PEA goes by many names, it is short for palmitoylethanolamide, but is also known as palmidrol. It is a fatty acid, and part of the endocannabinoid family ⁽¹⁾. PEA is found in all tissues of the body, including the brain. Interestingly, it is also found in some foods, including meat, egg yolks, peanuts, and soybeans ⁽²⁾.

PEA has been studied for over 80 years, with interest in PEA as a potential therapeutic treatment for pain growing in recent years, leading it to become a key area of interest for research into strategies for pain management.

PEA is naturally produced within the body cells as a repair mechanism in response to pain and inflammation. It forms part of the body’s natural pain management strategy. During prolonged pain and inflammation, levels of PEA within the body decline, as it is utilised on demand. In these instances, dietary and supplemental PEA can increase PEA levels in the body, to restore its protective, anti-inflammatory, and analgesic actions ^(1,3).

Inflammation is a natural response to injury, and when the body detects an injury, it begins a cascade of events. It signals for the immune system to send immune and pro-inflammatory cells to the affected area, and increases blood flow to the area, as the blood carries oxygen and important nutrients to aid healing. While some inflammation is beneficial and part of the body’s natural healing process, not all inflammation is good, and prolonged inflammation can lead to further issues ⁽⁴⁾.

PEA works by binding to receptors in the endocannabinoid system and interacting with inflammatory mediators to reduce pain and excess inflammation ⁽⁵⁾. The actions of PEA in pain have been well documented, with numerous studies showing a benefit in conditions of prolonged inflammation such as mild joint pain and symptoms of mild arthritis ⁽³⁾.

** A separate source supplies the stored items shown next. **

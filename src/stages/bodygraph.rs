//! Gate / channel / center classifier
//!
//! Maps the tracked body longitudes of two tropical charts (the birth moment
//! and 88 days earlier) onto a fixed 64-slot wheel, finds fully activated
//! channels, derives the defined centers and resolves the profile type.
//!
//! ## Decision table (first match wins)
//!
//! | Condition | Type |
//! |---|---|
//! | no center defined | Reflector |
//! | sacral defined, motor reaches throat | Manifesting Generator |
//! | sacral defined | Generator |
//! | motor reaches throat | Manifestor |
//! | otherwise | Projector |
//!
//! The wheel order and the channel wiring are domain tables reproduced
//! as-is, not derived.

use serde::{Deserialize, Serialize};
use std::collections::{BTreeSet, HashMap, HashSet, VecDeque};
use tracing::info;

use crate::config::defaults::{DESIGN_OFFSET_DAYS, GATE_SPAN_DEG};
use crate::ephemeris::{chart_within, ChartPositions, ChartRequest, EphemerisEngine, ReferenceFrame};
use crate::error::{ConfigGap, StageError};

// ============================================================================
// Gate Wheel
// ============================================================================

/// Gate numbers by slot, slot `i` starting at `i * 5.625°`.
pub const GATE_WHEEL: [u8; 64] = [
    17, 21, 51, 42, 3, 27, 24, 2, //
    23, 8, 20, 16, 35, 45, 12, 15, //
    52, 39, 53, 62, 56, 31, 33, 7, //
    4, 29, 59, 40, 64, 47, 6, 46, //
    18, 48, 57, 32, 50, 28, 44, 1, //
    43, 14, 34, 9, 5, 26, 11, 10, //
    58, 38, 54, 61, 60, 41, 19, 13, //
    49, 30, 55, 37, 63, 22, 36, 25, //
];

/// Gate of the last slot whose start is at or below the longitude,
/// wrapping at 360°.
pub fn gate_at(longitude: f64) -> u8 {
    let lon = longitude.rem_euclid(360.0);
    let slot = (0..GATE_WHEEL.len())
        .rev()
        .find(|&i| i as f64 * GATE_SPAN_DEG <= lon)
        .unwrap_or(0);
    GATE_WHEEL[slot]
}

/// Gates activated by one chart's tracked bodies.
pub fn activated_gates(chart: &ChartPositions) -> BTreeSet<u8> {
    chart
        .activation_bodies()
        .into_iter()
        .map(|body| gate_at(body.longitude))
        .collect()
}

// ============================================================================
// Centers and Channels
// ============================================================================

/// Serialized names are the wiring table identifiers. Variants are declared
/// in the order of those names.
#[derive(Debug, Clone, Copy, PartialEq, Eq, Hash, PartialOrd, Ord, Serialize, Deserialize)]
pub enum Center {
    #[serde(rename = "ajna")]
    Ajna,
    #[serde(rename = "g_zentrum")]
    G,
    #[serde(rename = "herz")]
    Heart,
    #[serde(rename = "kehle")]
    Throat,
    #[serde(rename = "kopf")]
    Head,
    #[serde(rename = "milz")]
    Spleen,
    #[serde(rename = "sakral")]
    Sacral,
    #[serde(rename = "solar_plexus")]
    SolarPlexus,
    #[serde(rename = "wurzel")]
    Root,
}

impl Center {
    pub const MOTORS: [Center; 4] = [Center::Sacral, Center::SolarPlexus, Center::Heart, Center::Root];

    pub fn is_motor(self) -> bool {
        Self::MOTORS.contains(&self)
    }
}

/// One row of the wiring table.
#[derive(Debug, Clone, Copy, PartialEq, Eq, Serialize, Deserialize)]
pub struct Channel {
    pub gates: [u8; 2],
    pub centers: [Center; 2],
}

impl Channel {
    /// Unordered identity of the gate pair.
    pub fn key(&self) -> (u8, u8) {
        let [a, b] = self.gates;
        (a.min(b), a.max(b))
    }
}

#[derive(Debug, Deserialize)]
struct ChannelFile {
    channel: Vec<Channel>,
}

/// Channel wiring in table order. Rows may repeat a gate pair with swapped
/// endpoints; the first occurrence is the one that counts.
#[derive(Debug, Clone, Default)]
pub struct ChannelTable {
    channels: Vec<Channel>,
}

impl ChannelTable {
    pub fn from_toml_str(raw: &str) -> Result<Self, ConfigGap> {
        let file: ChannelFile = toml::from_str(raw).map_err(|e| ConfigGap::MalformedTable {
            table: "channels",
            reason: e.to_string(),
        })?;

        for ch in &file.channel {
            let [a, b] = ch.gates;
            if !(1..=64).contains(&a) || !(1..=64).contains(&b) || a == b {
                return Err(ConfigGap::MalformedTable {
                    table: "channels",
                    reason: format!("invalid gate pair {a}-{b}"),
                });
            }
            if ch.centers[0] == ch.centers[1] {
                return Err(ConfigGap::MalformedTable {
                    table: "channels",
                    reason: format!("channel {a}-{b} connects a center to itself"),
                });
            }
        }

        Ok(Self { channels: file.channel })
    }

    pub fn len(&self) -> usize {
        self.channels.len()
    }

    pub fn is_empty(&self) -> bool {
        self.channels.is_empty()
    }

    /// Rows with repeated gate pairs dropped, first occurrence kept.
    pub fn unique(&self) -> impl Iterator<Item = &Channel> {
        let mut seen = HashSet::new();
        self.channels.iter().filter(move |ch| seen.insert(ch.key()))
    }
}

/// Channels whose both gates are active.
pub fn defined_channels<'a>(active: &BTreeSet<u8>, table: &'a ChannelTable) -> Vec<&'a Channel> {
    table
        .unique()
        .filter(|ch| ch.gates.iter().all(|g| active.contains(g)))
        .collect()
}

pub fn defined_centers(channels: &[&Channel]) -> BTreeSet<Center> {
    channels.iter().flat_map(|ch| ch.centers).collect()
}

/// Whether any defined motor reaches the throat over defined channels.
pub fn motor_reaches_throat(channels: &[&Channel], defined: &BTreeSet<Center>) -> bool {
    let mut adjacency: HashMap<Center, Vec<Center>> = HashMap::new();
    for ch in channels {
        let [a, b] = ch.centers;
        adjacency.entry(a).or_default().push(b);
        adjacency.entry(b).or_default().push(a);
    }

    defined
        .iter()
        .copied()
        .filter(|center| center.is_motor())
        .any(|motor| reaches(&adjacency, motor, Center::Throat))
}

fn reaches(adjacency: &HashMap<Center, Vec<Center>>, from: Center, target: Center) -> bool {
    let mut visited = HashSet::from([from]);
    let mut queue = VecDeque::from([from]);
    while let Some(current) = queue.pop_front() {
        if current == target {
            return true;
        }
        for &next in adjacency.get(&current).into_iter().flatten() {
            if visited.insert(next) {
                queue.push_back(next);
            }
        }
    }
    false
}

// ============================================================================
// Profile Type
// ============================================================================

#[derive(Debug, Clone, Copy, PartialEq, Eq, Hash, Serialize, Deserialize)]
pub enum ProfileType {
    #[serde(rename = "Reflektor")]
    Reflector,
    #[serde(rename = "Manifestierender Generator")]
    ManifestingGenerator,
    #[serde(rename = "Generator")]
    Generator,
    #[serde(rename = "Manifestor")]
    Manifestor,
    #[serde(rename = "Projektor")]
    Projector,
}

impl ProfileType {
    pub fn decide(any_center_defined: bool, sacral_defined: bool, motor_to_throat: bool) -> Self {
        if !any_center_defined {
            ProfileType::Reflector
        } else if sacral_defined && motor_to_throat {
            ProfileType::ManifestingGenerator
        } else if sacral_defined {
            ProfileType::Generator
        } else if motor_to_throat {
            ProfileType::Manifestor
        } else {
            ProfileType::Projector
        }
    }

    pub const fn strategy(self) -> &'static str {
        match self {
            ProfileType::Reflector => "Warte einen Mondzyklus (28 Tage)",
            ProfileType::ManifestingGenerator => "Warte auf Response, dann informiere",
            ProfileType::Generator => "Warte auf Response",
            ProfileType::Manifestor => "Informiere bevor du handelst",
            ProfileType::Projector => "Warte auf die Einladung",
        }
    }

    pub const fn authority(self) -> &'static str {
        match self {
            ProfileType::Reflector => "Lunar",
            ProfileType::ManifestingGenerator | ProfileType::Generator => "Sakral",
            ProfileType::Manifestor => "Emotional oder Milz",
            ProfileType::Projector => "Selbst-projiziert oder Milz",
        }
    }

    pub const fn summary(self) -> &'static str {
        match self {
            ProfileType::Reflector => "Du bist ein Spiegel deiner Umgebung, einzigartig und weise.",
            ProfileType::ManifestingGenerator => {
                "Du bist hier um vieles gleichzeitig zu tun. Folge deiner Begeisterung."
            }
            ProfileType::Generator => "Du bist hier um zu tun, was dich begeistert.",
            ProfileType::Manifestor => "Du bist hier um zu initiieren. Informiere dein Umfeld.",
            ProfileType::Projector => "Du bist hier um andere zu leiten. Warte auf Anerkennung.",
        }
    }
}

/// Classifier output. Underscore-prefixed fields are diagnostics and are
/// stripped from exports.
#[derive(Debug, Clone, PartialEq, Serialize, Deserialize)]
pub struct HumanDesignProfile {
    #[serde(rename = "type")]
    pub profile_type: ProfileType,
    pub strategy: String,
    pub authority: String,
    pub summary: String,
    /// Only the ten bodies and the node are used, not the full activation set
    #[serde(rename = "_simplified")]
    pub simplified: bool,
    #[serde(rename = "_personality_gates")]
    pub personality_gates: Vec<u8>,
    #[serde(rename = "_design_gates")]
    pub design_gates: Vec<u8>,
    #[serde(rename = "_defined_channels")]
    pub defined_channels: Vec<[u8; 2]>,
    #[serde(rename = "_defined_centers")]
    pub defined_centers: Vec<Center>,
    #[serde(rename = "_motor_to_throat")]
    pub motor_to_throat: bool,
}

/// Classify from the two activated gate sets.
pub fn classify_gates(
    personality: &BTreeSet<u8>,
    design: &BTreeSet<u8>,
    table: &ChannelTable,
) -> HumanDesignProfile {
    let active: BTreeSet<u8> = personality.union(design).copied().collect();
    let channels = defined_channels(&active, table);
    let centers = defined_centers(&channels);
    let sacral = centers.contains(&Center::Sacral);
    let motor_to_throat = motor_reaches_throat(&channels, &centers);
    let profile_type = ProfileType::decide(!centers.is_empty(), sacral, motor_to_throat);

    HumanDesignProfile {
        profile_type,
        strategy: profile_type.strategy().to_string(),
        authority: profile_type.authority().to_string(),
        summary: profile_type.summary().to_string(),
        simplified: true,
        personality_gates: personality.iter().copied().collect(),
        design_gates: design.iter().copied().collect(),
        defined_channels: channels.iter().map(|ch| ch.gates).collect(),
        defined_centers: centers.into_iter().collect(),
        motor_to_throat,
    }
}

/// Classify from the personality and design charts.
pub fn classify(personality: &ChartPositions, design: &ChartPositions, table: &ChannelTable) -> HumanDesignProfile {
    classify_gates(&activated_gates(personality), &activated_gates(design), table)
}

/// Classifier stage: queries the tropical charts for the birth moment and
/// for the design moment, same place and timezone.
pub async fn human_design(
    engine: &dyn EphemerisEngine,
    request: &ChartRequest,
    table: &ChannelTable,
    timeout_secs: u64,
) -> Result<HumanDesignProfile, StageError> {
    let personality_req = request.in_frame(ReferenceFrame::Tropical);
    let design_req = personality_req.days_earlier(DESIGN_OFFSET_DAYS);

    let personality = chart_within(engine, &personality_req, timeout_secs).await?;
    let design = chart_within(engine, &design_req, timeout_secs).await?;
    let profile = classify(&personality, &design, table);

    info!(
        profile_type = ?profile.profile_type,
        motor_to_throat = profile.motor_to_throat,
        centers = profile.defined_centers.len(),
        "Bodygraph classified"
    );
    Ok(profile)
}
//! The order entity driven by the fulfillment state machine.

use chrono::{DateTime, Utc};
use serde::{Deserialize, Serialize};
use std::path::PathBuf;
use std::str::FromStr;
use uuid::Uuid;

use super::{parse_birth_date, parse_birth_time, ComputationResult, PersonInput};
use crate::error::InputError;

pub type OrderId = Uuid;

/// Lifecycle status: `new -> computing -> {done | failed}`.
#[derive(Debug, Clone, Copy, PartialEq, Eq, Hash, Serialize, Deserialize)]
#[serde(rename_all = "lowercase")]
pub enum OrderStatus {
    New,
    Computing,
    Done,
    Failed,
}

impl OrderStatus {
    pub const fn as_str(self) -> &'static str {
        match self {
            OrderStatus::New => "new",
            OrderStatus::Computing => "computing",
            OrderStatus::Done => "done",
            OrderStatus::Failed => "failed",
        }
    }

    pub const fn is_terminal(self) -> bool {
        matches!(self, OrderStatus::Done | OrderStatus::Failed)
    }

    /// Forward edges of the transition graph. `failed` is reachable from
    /// every non-terminal state.
    pub const fn can_transition_to(self, next: OrderStatus) -> bool {
        matches!(
            (self, next),
            (OrderStatus::New, OrderStatus::Computing)
                | (OrderStatus::Computing, OrderStatus::Done)
                | (OrderStatus::New, OrderStatus::Failed)
                | (OrderStatus::Computing, OrderStatus::Failed)
        )
    }
}

impl std::fmt::Display for OrderStatus {
    fn fmt(&self, f: &mut std::fmt::Formatter<'_>) -> std::fmt::Result {
        f.write_str(self.as_str())
    }
}

impl FromStr for OrderStatus {
    type Err = String;

    fn from_str(s: &str) -> Result<Self, Self::Err> {
        match s {
            "new" => Ok(OrderStatus::New),
            "computing" => Ok(OrderStatus::Computing),
            "done" => Ok(OrderStatus::Done),
            "failed" => Ok(OrderStatus::Failed),
            other => Err(format!("unknown order status '{other}'")),
        }
    }
}

/// Product tier selecting price and document template.
#[derive(Debug, Clone, Copy, PartialEq, Eq, Hash, Serialize, Deserialize, Default)]
#[serde(rename_all = "lowercase")]
pub enum ProductTier {
    #[default]
    Normal,
    Pro,
}

impl ProductTier {
    pub const fn as_str(self) -> &'static str {
        match self {
            ProductTier::Normal => "normal",
            ProductTier::Pro => "pro",
        }
    }
}

impl std::fmt::Display for ProductTier {
    fn fmt(&self, f: &mut std::fmt::Formatter<'_>) -> std::fmt::Result {
        f.write_str(self.as_str())
    }
}

impl FromStr for ProductTier {
    type Err = InputError;

    fn from_str(s: &str) -> Result<Self, Self::Err> {
        match s.trim().to_ascii_lowercase().as_str() {
            "normal" => Ok(ProductTier::Normal),
            "pro" => Ok(ProductTier::Pro),
            _ => Err(InputError::UnknownTier(s.to_string())),
        }
    }
}

/// Payment-provider correlation ids.
#[derive(Debug, Clone, PartialEq, Eq, Default, Serialize, Deserialize)]
pub struct PaymentRef {
    /// Checkout session id; two orders with the same id are the same purchase
    pub session_id: Option<String>,
    pub payment_id: Option<String>,
}

/// Purchase intent as submitted, before validation.
#[derive(Debug, Clone, PartialEq, Serialize, Deserialize)]
pub struct OrderRequest {
    pub name: String,
    pub email: String,
    pub birth_date: String,
    pub birth_time: String,
    pub birth_place: String,
    #[serde(default)]
    pub tier: ProductTier,
    #[serde(default)]
    pub payment: PaymentRef,
}

impl OrderRequest {
    /// Reject anything the pipeline could never process.
    pub fn validate(&self) -> Result<(), InputError> {
        if self.name.trim().is_empty() {
            return Err(InputError::MissingField("name"));
        }
        if !is_plausible_email(&self.email) {
            return Err(InputError::InvalidEmail(self.email.clone()));
        }
        parse_birth_date(&self.birth_date)?;
        parse_birth_time(&self.birth_time)?;
        if self.birth_place.trim().is_empty() {
            return Err(InputError::EmptyPlace);
        }
        Ok(())
    }
}

fn is_plausible_email(email: &str) -> bool {
    match email.trim().split_once('@') {
        Some((local, domain)) => {
            !local.is_empty()
                && domain.contains('.')
                && !domain.starts_with('.')
                && !domain.ends_with('.')
                && !domain.contains('@')
        }
        None => false,
    }
}

/// A paid (or pending) profile order.
#[derive(Debug, Clone, PartialEq, Serialize, Deserialize)]
pub struct Order {
    pub id: OrderId,
    pub customer_name: String,
    pub customer_email: String,
    pub birth_date: String,
    pub birth_time: String,
    pub birth_place: String,
    pub tier: ProductTier,
    pub price: f64,
    pub payment: PaymentRef,
    pub status: OrderStatus,
    /// Attached once by a full pipeline run
    pub result: Option<ComputationResult>,
    pub document_path: Option<PathBuf>,
    pub email_sent: bool,
    pub error_message: Option<String>,
    pub created_at: DateTime<Utc>,
    pub updated_at: DateTime<Utc>,
}

impl Order {
    /// New order in the `new` state with every delivery field empty.
    pub fn new(request: &OrderRequest, price: f64) -> Self {
        let now = Utc::now();
        Self {
            id: Uuid::new_v4(),
            customer_name: request.name.trim().to_string(),
            customer_email: request.email.trim().to_string(),
            birth_date: request.birth_date.clone(),
            birth_time: request.birth_time.clone(),
            birth_place: request.birth_place.trim().to_string(),
            tier: request.tier,
            price,
            payment: request.payment.clone(),
            status: OrderStatus::New,
            result: None,
            document_path: None,
            email_sent: false,
            error_message: None,
            created_at: now,
            updated_at: now,
        }
    }

    pub fn person(&self) -> PersonInput {
        PersonInput::new(
            &self.customer_name,
            &self.birth_date,
            &self.birth_time,
            &self.birth_place,
        )
    }

    /// Move along the transition graph, stamping `updated_at`.
    pub fn transition(&mut self, next: OrderStatus) -> Result<(), InvalidTransition> {
        if !self.status.can_transition_to(next) {
            return Err(InvalidTransition {
                from: self.status,
                to: next,
            });
        }
        self.status = next;
        self.touch();
        Ok(())
    }

    pub fn touch(&mut self) {
        self.updated_at = Utc::now();
    }
}

#[derive(Debug, Clone, Copy, PartialEq, Eq, thiserror::Error)]
#[error("invalid order transition {from} -> {to}")]
pub struct InvalidTransition {
    pub from: OrderStatus,
    pub to: OrderStatus,
}

/// Customer-facing status view.
#[derive(Debug, Clone, PartialEq, Serialize, Deserialize)]
pub struct OrderStatusView {
    pub id: OrderId,
    pub status: OrderStatus,
    pub document_ready: bool,
    pub created_at: DateTime<Utc>,
}

/// Orders and revenue for one calendar month of creation.
#[derive(Debug, Clone, PartialEq, Serialize, Deserialize)]
pub struct MonthlyStats {
    /// YYYY-MM
    pub month: String,
    pub count: u64,
    pub revenue: f64,
}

Supplemental PEA is well tolerated by the body, however given that PEA is a fatty molecule, it is lipophilic (oil-loving), and almost insoluble in water. This can lead to poor bioavailability when taken orally as a supplement. To overcome this, PEA included in dietary supplements can be micronized, emulsified, or partnered with a novel delivery system ^{(1, 6)}.

When looking at solubility, size does matter, as an ingredient’s solubility is closely tied to how well it can be absorbed by the body. The more soluble an ingredient is, the better it can be absorbed by the body. Micronization is the process of taking a large molecule, such as PEA, and reducing its particle size. Micronized PEA has improved solubility, and therefore is more bioavailable for the body to use ⁽¹⁾. A non-micronized form of PEA would be less soluble, less bioavailable, and therefore not as easily absorbed by the body.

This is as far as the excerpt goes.